Certain types of radars that exploit the Doppler effect for target detection are called Doppler radars. The Doppler effect manifests itself when there is a relative range rate, or radial velocity, between the radar and the target. When the radar's transmit signal is reflected from such a target, the carrier frequency of the return signal will be shifted. Assuming a collocated transmitter and receiver, the resulting Doppler frequency shift is a function of the carrier wavelength and the relative radial velocity (range rate) between the radar and the target. When the target is moving away from the radar, the relative radial velocity, or range rate, is defined to be positive and results in a negative Doppler shift.
Doppler radar systems can be either continuous wave (CW) or pulsed. CW radars simply observe the Doppler shift between the carrier frequency of the return signal relative to the transmit signal.
Pulse Doppler radars use a coherent train of pulses where there is a fixed or deterministic phase relationship of the carrier frequency between each successive radio frequency (RF) pulse. Coherence concentrates the energy in the frequency spectrum of the pulse train around distinct spectral lines, separated by the pulse repetition frequency (PRF). This separation into spectral lines allows for discrimination of Doppler shifts.
The pulsed nature of the transmitted signal permit time gating of the receiver, which allows for blanking of direct transmit energy leakage into the receiver. This permits the use of a single antenna for transmit and receive, which otherwise would not be feasible.

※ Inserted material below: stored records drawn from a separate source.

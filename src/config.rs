use color_eyre::{eyre::eyre, Result};
use serde::Deserialize;
use std::path::{Path, PathBuf};
use url::Url;

#[derive(Debug, Clone, Deserialize)]
pub struct Config {
  pub backend: BackendConfig,
  /// Route unauthenticated navigation is redirected to
  #[serde(default = "default_login_route")]
  pub login_route: String,
  #[serde(default)]
  pub log: LogConfig,
}

#[derive(Debug, Clone, Deserialize)]
pub struct BackendConfig {
  /// Base URL of the CRUD API, e.g. "http://localhost:8080/rest/database/crud"
  pub url: String,
}

#[derive(Debug, Clone, Deserialize)]
pub struct LogConfig {
  /// Write logs to this file instead of stderr
  pub file: Option<PathBuf>,
  /// Default tracing filter; RUST_LOG takes precedence
  #[serde(default = "default_log_filter")]
  pub filter: String,
}

impl Default for LogConfig {
  fn default() -> Self {
    Self {
      file: None,
      filter: default_log_filter(),
    }
  }
}

fn default_login_route() -> String {
  "/login".to_string()
}

fn default_log_filter() -> String {
  "info".to_string()
}

impl BackendConfig {
  /// Parsed base URL.
  pub fn base_url(&self) -> Result<Url> {
    Url::parse(&self.url).map_err(|e| eyre!("Invalid backend url '{}': {}", self.url, e))
  }
}

impl Config {
  /// Load configuration from file.
  ///
  /// Search order:
  /// 1. Explicit path if provided
  /// 2. ./dashcache.yaml (current directory)
  /// 3. $XDG_CONFIG_HOME/dashcache/config.yaml
  pub fn load(explicit_path: Option<&Path>) -> Result<Self> {
    let path = if let Some(p) = explicit_path {
      if p.exists() {
        Some(p.to_path_buf())
      } else {
        return Err(eyre!("Config file not found: {}", p.display()));
      }
    } else {
      Self::find_config_file()
    };

    match path {
      Some(p) => Self::load_from_path(&p),
      None => Err(eyre!(
        "No configuration file found. Create one at ~/.config/dashcache/config.yaml \
         or pass --url."
      )),
    }
  }

  /// Configuration for a backend URL given on the command line.
  pub fn for_url(url: &str) -> Self {
    Self {
      backend: BackendConfig {
        url: url.to_string(),
      },
      login_route: default_login_route(),
      log: LogConfig::default(),
    }
  }

  fn find_config_file() -> Option<PathBuf> {
    // Check current directory
    let local = PathBuf::from("dashcache.yaml");
    if local.exists() {
      return Some(local);
    }

    // Check XDG config directory
    if let Some(config_dir) = dirs::config_dir() {
      let xdg_path = config_dir.join("dashcache").join("config.yaml");
      if xdg_path.exists() {
        return Some(xdg_path);
      }
    }

    None
  }

  fn load_from_path(path: &Path) -> Result<Self> {
    let contents = std::fs::read_to_string(path)
      .map_err(|e| eyre!("Failed to read config file {}: {}", path.display(), e))?;

    Self::parse(&contents)
      .map_err(|e| eyre!("Failed to parse config file {}: {}", path.display(), e))
  }

  fn parse(contents: &str) -> Result<Self> {
    let config: Config = serde_yaml::from_str(contents)?;
    config.backend.base_url()?;
    Ok(config)
  }

  /// Get the session token from environment variables.
  ///
  /// Checks DASHCACHE_TOKEN first, then DJ_TOKEN as fallback. No token means
  /// the session is unauthenticated.
  pub fn session_token() -> Option<String> {
    std::env::var("DASHCACHE_TOKEN")
      .or_else(|_| std::env::var("DJ_TOKEN"))
      .ok()
      .filter(|token| !token.is_empty())
  }
}

#[cfg(test)]
mod tests {
  use super::*;

  #[test]
  fn test_parse_minimal() {
    let config = Config::parse("backend:\n  url: http://localhost:8080/rest/database/crud\n").unwrap();

    assert_eq!(config.login_route, "/login");
    assert_eq!(config.log.filter, "info");
    assert!(config.log.file.is_none());
    assert_eq!(
      config.backend.base_url().unwrap().path(),
      "/rest/database/crud"
    );
  }

  #[test]
  fn test_parse_full() {
    let yaml = r#"
backend:
  url: https://dash.example.com/rest/database/crud
login_route: /signin
log:
  file: /tmp/dashcache.log
  filter: dashcache=debug
"#;
    let config = Config::parse(yaml).unwrap();

    assert_eq!(config.login_route, "/signin");
    assert_eq!(config.log.filter, "dashcache=debug");
    assert_eq!(config.log.file, Some(PathBuf::from("/tmp/dashcache.log")));
  }

  #[test]
  fn test_parse_rejects_bad_url() {
    assert!(Config::parse("backend:\n  url: not a url\n").is_err());
  }

  #[test]
  fn test_missing_explicit_path() {
    let err = Config::load(Some(Path::new("/nonexistent/dashcache.yaml"))).unwrap_err();
    assert!(err.to_string().contains("Config file not found"));
  }
}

Pulse Doppler radars can also use range gating, which divides the inter-pulse period into cells or range gates. The duration of each range gate is typically less than or equal to the inverse of the transmit pulse bandwidth. Range gating can help eliminate excess receiver noise from interfering with target return pulses, and allow range measurement with pulse delay ranging (i.e., measuring the time between transmission of a pulse and reception of the target echo).